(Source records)
┄┄┄┄┄┄┄┄┄┄
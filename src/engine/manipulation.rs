//! Manipulation handle synchronization.
//!
//! While one entity is selected its proxy carries the handle. Each tick the
//! proxy's live transform is compared with the last recorded one and any
//! drift beyond `drag_epsilon` is written back into metadata. Hosts whose
//! surface reports drag start/end can call `begin_drag`/`end_drag` as well;
//! both paths share `sync_manipulation`.

use super::{SceneEvent, SceneProject};
use crate::config::EditorConfig;
use crate::render::{HandleParams, Primitive, RenderSurface, Transform};
use crate::scene::{MeshEntity, MeshId};
use glam::Vec3;

const MIN_HANDLE_SCALE: f32 = 0.04;
const MAX_HANDLE_SCALE: f32 = 0.12;
const MESH_RADIUS_CAP: f32 = 0.9;
const HANDLE_SIZE_FACTOR: f32 = 0.5;
const FALLBACK_CAMERA_RADIUS: f32 = 50.0;

#[derive(Debug, Clone, Copy, PartialEq, Eq)]
pub enum DragMode {
    Translate,
    Rotate,
    Scale,
}

#[derive(Debug, Default)]
pub(super) struct DragTracker {
    target: Option<MeshId>,
    last: Option<Transform>,
    mode: Option<DragMode>,
    // Real scaling of a rotate-dragged proxy while it shows the averaged one.
    stashed_scaling: Option<Vec3>,
}

impl DragTracker {
    pub fn target(&self) -> Option<&str> {
        self.target.as_deref()
    }

    pub fn seed(&mut self, id: &str, live: Option<Transform>) {
        *self = Self {
            target: Some(id.to_string()),
            last: live,
            mode: None,
            stashed_scaling: None,
        };
    }

    /// Accept the proxy's current state as the new baseline after an
    /// external write.
    pub fn reseed(&mut self, id: &str, live: Option<Transform>, scaling_replaced: bool) {
        if self.target() != Some(id) {
            return;
        }
        self.last = live;
        if scaling_replaced {
            self.stashed_scaling = None;
        }
    }

    pub fn reset(&mut self) {
        *self = Self::default();
    }

    pub fn mode(&self) -> Option<DragMode> {
        self.mode
    }

    pub fn stashed_scaling_for(&self, id: &str) -> Option<Vec3> {
        self.stashed_scaling.filter(|_| self.target() == Some(id))
    }
}

pub fn is_uniform_scale(scaling: Vec3, epsilon: f32) -> bool {
    (scaling.x - scaling.y).abs() <= epsilon
        && (scaling.x - scaling.z).abs() <= epsilon
        && (scaling.y - scaling.z).abs() <= epsilon
}

fn drifted(last: &Transform, live: &Transform, epsilon: f32) -> bool {
    (last.position - live.position).abs().max_element() > epsilon
        || (last.rotation - live.rotation).abs().max_element() > epsilon
        || (last.scaling - live.scaling).abs().max_element() > epsilon
}

/// Handle size: follows camera distance, never larger than the mesh.
pub fn handle_scale_ratio(camera_radius: f32, mesh_radius: Option<f32>, factor: f32) -> f32 {
    let mesh_radius = mesh_radius.filter(|radius| *radius > 0.0);
    let mut desired = camera_radius * factor;
    if let Some(radius) = mesh_radius {
        desired = desired.min(radius * MESH_RADIUS_CAP);
    }
    let max = mesh_radius.map_or(MAX_HANDLE_SCALE, |radius| radius.max(MAX_HANDLE_SCALE));
    desired.max(MIN_HANDLE_SCALE).min(max) * HANDLE_SIZE_FACTOR
}

pub(super) fn handle_params_for<S: RenderSurface>(
    config: &EditorConfig,
    surface: &S,
    entity: Option<&MeshEntity>,
) -> HandleParams {
    let camera_radius = surface
        .camera()
        .map_or(FALLBACK_CAMERA_RADIUS, |camera| camera.radius);
    let mesh_radius = entity.and_then(|entity| {
        Primitive::for_entity(entity)
            .bounding_radius()
            .map(|radius| radius * entity.scaling.abs().max_element())
    });
    HandleParams {
        scale_ratio: handle_scale_ratio(camera_radius, mesh_radius, config.handle_scale_factor),
        snap_distance: config.snap_distance(),
    }
}

impl<S: RenderSurface> SceneProject<S> {
    pub fn drag_mode(&self) -> Option<DragMode> {
        self.drag.mode()
    }

    /// Write the handle target's live transform into metadata if it moved.
    /// Returns whether anything changed.
    pub fn sync_manipulation(&mut self) -> bool {
        let Some(id) = self.drag.target.clone() else {
            return false;
        };
        let Some(live) = self.live_transform(&id) else {
            return false;
        };
        if let Some(last) = &self.drag.last {
            if !drifted(last, &live, self.config.drag_epsilon) {
                return false;
            }
        }
        let Some(entity) = self.store.get_mut(&id) else {
            return false;
        };
        entity.position = live.position;
        entity.rotation = live.rotation;
        entity.scaling = self.drag.stashed_scaling.unwrap_or(live.scaling);
        self.drag.last = Some(live);
        self.emit(SceneEvent::TransformChanged(id));
        true
    }

    /// Drag start. A rotation drag on a non-uniformly scaled proxy shows the
    /// mean scale until `end_drag`.
    pub fn begin_drag(&mut self, mode: DragMode) -> bool {
        self.sync_manipulation();
        let epsilon = self.config.uniform_scale_epsilon;
        let Some(id) = self.drag.target.clone() else {
            return false;
        };
        let Some(runtime) = self.runtime.as_mut() else {
            return false;
        };
        let Some(proxy) = runtime.proxy(&id) else {
            return false;
        };
        self.drag.mode = Some(mode);
        if mode != DragMode::Rotate || self.drag.stashed_scaling.is_some() {
            return true;
        }
        let Some(mut live) = runtime.surface().transform(proxy) else {
            return true;
        };
        if is_uniform_scale(live.scaling, epsilon) {
            return true;
        }
        let original = live.scaling;
        live.scaling = Vec3::splat((original.x + original.y + original.z) / 3.0);
        match runtime.surface_mut().set_transform(proxy, live) {
            Ok(()) => {
                self.drag.stashed_scaling = Some(original);
                if let Some(last) = self.drag.last.as_mut() {
                    last.scaling = live.scaling;
                }
                log::debug!("Normalized scaling of '{}' for rotation", id);
            }
            Err(err) => log::warn!("Failed to normalize scaling of '{}': {}", id, err),
        }
        true
    }

    pub fn drag_update(&mut self) -> bool {
        self.sync_manipulation()
    }

    /// Drag end: final sync, then the stashed scaling goes back on the proxy.
    pub fn end_drag(&mut self) -> bool {
        let changed = self.sync_manipulation();
        self.drag.mode = None;
        let Some(original) = self.drag.stashed_scaling.take() else {
            return changed;
        };
        let Some(id) = self.drag.target.clone() else {
            return changed;
        };
        let Some(runtime) = self.runtime.as_mut() else {
            return changed;
        };
        let Some(proxy) = runtime.proxy(&id) else {
            return changed;
        };
        if let Some(mut live) = runtime.surface().transform(proxy) {
            live.scaling = original;
            match runtime.surface_mut().set_transform(proxy, live) {
                Ok(()) => {
                    if let Some(last) = self.drag.last.as_mut() {
                        last.scaling = original;
                    }
                }
                Err(err) => log::warn!("Failed to restore scaling of '{}': {}", id, err),
            }
        }
        changed
    }
}
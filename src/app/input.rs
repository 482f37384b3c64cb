/// Keys the editor reacts to. Hosts translate their platform key events
/// into these.
#[derive(Debug, Clone, Copy, PartialEq, Eq)]
pub enum Key {
    Delete,
    Backspace,
    Control,
    Meta,
    Shift,
    Character(char),
    Other,
}

#[derive(Debug, Clone, Copy, PartialEq, Eq)]
pub enum EditorAction {
    DeleteSelection,
    Undo,
    Redo,
}

/// Held modifiers plus the shortcut table.
#[derive(Default, Debug, Clone, Copy)]
pub struct InputState {
    pub ctrl: bool,
    pub meta: bool,
    pub shift: bool,
}

impl InputState {
    /// Track a key transition; a press that completes a shortcut returns its
    /// action.
    pub fn handle_key(&mut self, key: Key, pressed: bool) -> Option<EditorAction> {
        match key {
            Key::Control => self.ctrl = pressed,
            Key::Meta => self.meta = pressed,
            Key::Shift => self.shift = pressed,
            _ if pressed => return self.action_for(key),
            _ => {}
        }
        None
    }

    pub fn action_for(&self, key: Key) -> Option<EditorAction> {
        let command = self.ctrl || self.meta;
        match key {
            Key::Delete | Key::Backspace => Some(EditorAction::DeleteSelection),
            Key::Character(c) if command => match c.to_ascii_lowercase() {
                'z' if self.shift => Some(EditorAction::Redo),
                'z' => Some(EditorAction::Undo),
                'y' => Some(EditorAction::Redo),
                _ => None,
            },
            _ => None,
        }
    }
}

#[cfg(test)]
mod tests {
    use super::*;

    #[test]
    fn delete_keys_need_no_modifier() {
        let mut input = InputState::default();
        assert_eq!(input.handle_key(Key::Delete, true), Some(EditorAction::DeleteSelection));
        assert_eq!(input.handle_key(Key::Backspace, true), Some(EditorAction::DeleteSelection));
        assert_eq!(input.handle_key(Key::Delete, false), None);
    }

    #[test]
    fn undo_redo_shortcuts() {
        let mut input = InputState::default();
        assert_eq!(input.handle_key(Key::Character('z'), true), None);

        input.handle_key(Key::Control, true);
        assert_eq!(input.handle_key(Key::Character('z'), true), Some(EditorAction::Undo));
        assert_eq!(input.handle_key(Key::Character('Y'), true), Some(EditorAction::Redo));
        input.handle_key(Key::Shift, true);
        assert_eq!(input.handle_key(Key::Character('Z'), true), Some(EditorAction::Redo));
        input.handle_key(Key::Shift, false);
        input.handle_key(Key::Control, false);

        input.handle_key(Key::Meta, true);
        assert_eq!(input.handle_key(Key::Character('z'), true), Some(EditorAction::Undo));
        assert_eq!(input.handle_key(Key::Character('x'), true), None);
    }
}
┄┄┄┄┄┄┄┄┄┄
About this task :: Exact copies of the lines from the start of the data up to the line holding "metadata. Hosts whose", both included, are all that is needed.

Written reply ::
filename src/engine/manipulation.rs
//! Manipulation handle synchronization.
//!
//! While one entity is selected its proxy carries the handle. Each tick the
//! proxy's live transform is compared with the last recorded one and any
//! drift beyond `drag_epsilon` is written back into metadata. Hosts whose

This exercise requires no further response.